Nel post precedente ho parlato a lungo della condizione di difficoltà esistenziale che caratterizza il fenomeno devianza minorile. Questo però non significa accomunare tante storie di vita, né privarle del riconoscimento delle singolarità e specificità di ognuna di esse. Il mio intento è quello di partire dalla difficoltà esistenziale come categoria euristica e andare alla ricerca del significato racchiuso negli atteggiamenti, nelle azioni e negli stili di vita con cui ogni persona traduce quella sua particolare difficoltà.
Ciò significa assumere la specificità individuale come momento fondamentale che segna il passaggio dalla condizione di difficoltà esistenziale all'agire antisociale, e interpretare quest ultimo come l'espressione di un particolare significato attribuito alla propria esistenza.
A partire dall'investigazione ottocentesca sul determinismo, si è fatta sempre più forte l'esigenza di spiegare il fenomeno del disadattamento minorile: prima riconducendolo all'interno del paradigma eziologico, sviluppando poi le ricerche sulle teorie biologiche della devianza (vedi Lombroso).
Dalla seconda metà del secolo scorso ci si è invece lasciati alle spalle l'idea di devianza come problema del singolo individuo e si è approdati a delle nuove teorie che guardano alla devianza come ad un fenomeno sociale, e che quindi considerano l'individuo come un soggetto attivo, inserito in una rete di relazioni con altri individui che si influenzano reciprocamente.
Secondo tale linea di pensiero, i fattori biologici, psicologici e famigliari non sono cause del comportamento deviante, ma realtà suscettibili di senso dal soggetto e da chi lo circonda. E' l'individuazione del particolare significato che permette di cogliere le ragioni del passaggio ad un certo agire.
Il contributo soggettivo nella costruzione di devianza
L'approccio costruttivista
Il contributo della società nel determinare la devianza viene individuato nelle interazioni sociali, negli scambi comunicativi e nelle manipolazioni simboliche attraverso cui un soggetto viene considerato e definito deviante dagli altri. La costruzione sociale della devianza è quindi individuata nel valore simbolico di alcune pratiche e forme di comunicazione interpersonale (processi di etichettamento e forme di controllo sociale).
Tale approccio riconosce, però, la centralità del soggetto e i processi personali in base ai quali egli partecipa attivamente alla costruzione di se stesso...di se stesso come deviante, ma anche di se stesso come capace di cambiamento.

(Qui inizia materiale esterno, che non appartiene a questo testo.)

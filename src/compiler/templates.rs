//! Job definition templates

use super::template::Template;

/// Site marker for a stage that was not selected
pub const SKIPPED: &str = "// Skipped";

/// Site marker for the deploy stage, which has no generator
pub const DEPLOY_UNSUPPORTED: &str = "// Deploy is not supported";

/// Trigger fragment for jobs without a periodic trigger
pub const EMPTY_TRIGGERS: &str = "<triggers/>";

/// Outer pipeline job definition
pub const JOB: Template = Template::new(
    "job",
    r#"<?xml version='1.0' encoding='UTF-8'?>
<flow-definition plugin="workflow-job@2.3">
  <actions/>
  <description>Pipeline to compile, unit test, build and deploy.</description>
  <keepDependencies>false</keepDependencies>
  <properties>
    <hudson.model.ParametersDefinitionProperty>
      <parameterDefinitions>
        <hudson.model.StringParameterDefinition>
          <name>branch</name>
          <description>The source code branch.</description>
          <defaultValue>{{branch}}</defaultValue>
        </hudson.model.StringParameterDefinition>
        <hudson.model.StringParameterDefinition>
          <name>performPhases</name>
          <description>The phases to be performed.</description>
          <defaultValue>{{perform_phases}}</defaultValue>
        </hudson.model.StringParameterDefinition>
      </parameterDefinitions>
    </hudson.model.ParametersDefinitionProperty>
  </properties>
  <definition class="org.jenkinsci.plugins.workflow.cps.CpsFlowDefinition" plugin="workflow-cps@2.9">
    <script>{{script}}</script>
    <sandbox>false</sandbox>
  </definition>
  {{triggers}}
</flow-definition>"#,
);

/// Timer trigger fragment
pub const TRIGGERS: Template = Template::new(
    "triggers",
    r"<triggers>
    <hudson.triggers.TimerTrigger>
      <spec>{{strategy}}</spec>
    </hudson.triggers.TimerTrigger>
  </triggers>",
);

/// Script header: checkout, toolchain environment and one site per stage
pub const SCRIPT: Template = Template::new(
    "script",
    r#"
performPhases = params.performPhases ?: "{{perform_phases}}"
javaHome = "{{toolchain_path}}"

node("{{node_label}}") {
    timestamps {
        catchError {
            timeout(time: 1, unit: 'HOURS') {
                // Checkout the source code
                checkout([$class: 'GitSCM', branches: [[name: '{{branch}}']], userRemoteConfigs: [[credentialsId: '{{credential_id}}', url: '{{repo_path}}']]])
                {{shell}} "git checkout ${params.branch}"

                withEnv(["WORKSPACE=${pwd()}", "PATH+JAVA=${javaHome}/bin", "JAVA_HOME=${javaHome}"]) {
                    // Compile Stage
                    {{compile_stage}}

                    // Unit Test Stage
                    {{unit_test_stage}}

                    // Package Stage
                    {{build_stage}}

                    // Deploy Stage
                    {{deploy_stage}}
                }
            }
        }
    }

    // Archive the workspace
    archiveArtifacts artifacts: '**/*', excludes: '**/*.war, **/*.tar.gz, **/*.tgz, **/*.zip'
}
"#,
);

/// Guarded stage invocation placed at a stage site
pub const STAGE_GUARD: Template = Template::new(
    "stage_guard",
    r#"if (performPhases.contains("{{stage}}")) {
                        {{function}}()
                    }"#,
);

/// Shared maven invocation helper
pub const MAVEN_COMMAND: &str = r#"
def mvn(args) {
    sh "/opt/maven/latest/bin/mvn ${args}"
}
"#;

/// Maven compile stage
pub const MAVEN_COMPILE: Template = Template::new(
    "maven_compile",
    r#"
def compile() {
    stage "Compile"

    mvn("-B -f {{root_pom}} clean install -e -U -DskipTests=true -Dfindbugs.skip=true {{options}}")
}
"#,
);

/// Maven unit test stage
pub const MAVEN_UNIT_TEST: Template = Template::new(
    "maven_unit_test",
    r#"
def unitTest() {
    stage "Unit Test"

    mvn("-B -f {{root_pom}} clean org.jacoco:jacoco-maven-plugin:0.7.2.201409121644:prepare-agent test -Dfindbugs.skip=true {{options}}")

    junit '**/{{test_report_path}}/TEST-*.xml'
}
"#,
);

/// Maven package stage
pub const MAVEN_BUILD: Template = Template::new(
    "maven_build",
    r#"
def build() {
    stage "Build"

    mvn("-B -f {{root_pom}} clean package -e -U -DskipTests=true -Dfindbugs.skip=true {{options}}")
}
"#,
);

/// Gradle compile stage
pub const GRADLE_COMPILE: Template = Template::new(
    "gradle_compile",
    r#"
def compile() {
    stage "Compile"

    sh "gradle clean classes -x test -x check {{options}}"
}
"#,
);

/// Gradle unit test stage
pub const GRADLE_UNIT_TEST: Template = Template::new(
    "gradle_unit_test",
    r#"
def unitTest() {
    stage "Unit Test"

    sh "gradle clean test {{options}}"

    junit '{{test_report_path}}'
}
"#,
);

/// Gradle build stage
pub const GRADLE_BUILD: Template = Template::new(
    "gradle_build",
    r#"
def build() {
    stage "Build"

    sh "gradle clean build {{options}} -x test"
}
"#,
);

/// Shell/batch compile stage
pub const SCRIPT_COMPILE: Template = Template::new(
    "script_compile",
    r#"
def compile() {
    stage "Compile"

    {{shell}} '''{{command}}'''
}
"#,
);

/// Shell/batch unit test stage
pub const SCRIPT_UNIT_TEST: Template = Template::new(
    "script_unit_test",
    r#"
def unitTest() {
    stage "Unit Test"

    {{shell}} '''{{command}}'''{{publish_report}}
}
"#,
);

/// Report publishing step appended to a shell/batch unit test
pub const SCRIPT_UNIT_TEST_REPORT: Template = Template::new(
    "script_unit_test_report",
    "\n\n    junit '{{test_report_path}}'",
);

/// Shell/batch build stage
pub const SCRIPT_BUILD: Template = Template::new(
    "script_build",
    r#"
def build() {
    stage "Build"

    {{shell}} '''{{command}}'''
}
"#,
);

L'approccio interazionista
Considera il comportamento deviante come il risultato di un insieme di interazioni simboliche e pratiche intersoggettive situazionate. Il contributo soggettivo si concretizza come quelle elaborazioni cognitive in base alle quali un individuo attribuisce significato agli eventi che lo circondano, stabilisce gli scopi del proprio agire e individua quei nessi che lo tendono legittimabile. Anche il processo mediante il quale una persona diventa deviante è frutto di una mediazione tra condizioni di vita oggettivamente descrivibili ed elaborazioni cognitive di esse.
Si sottolinea dunque il ruolo attivo del soggetto nell'elaborazione dei condizionamenti che lo circondano.
L'approccio pedagogico
Valorizza il soggetto in quanto luogo di significazione della realtà e di riformulazione o di superamento delle definizioni condivise della realtà.
Il contributo del soggetto alla costruzione del proprio modello di interpretazione del mondo e di azione nel mondo è l' oggetto specifico di riflessione e intervento di tale approccio, secondo il quale il comportamento antisociale diventa forma di agire comunicativo.
Comprendere l'agire deviante significa cogliere quella particolare visione del mondo, inserita in un altrettanto particolare sistema di significati attraverso i quali il ragazzo interpreta la realtà e progetta di
conseguenza la sua esistenza.
Piero Bertolini, Per una pedagogia del ragazzo difficile, Bologna, Malipiero, 1965.
Piero Bertolini e Letizia Caronia, Ragazzi difficili. Pedagogia interpretativa e linee di intervento, La nuova Italia, Firenze, 1993.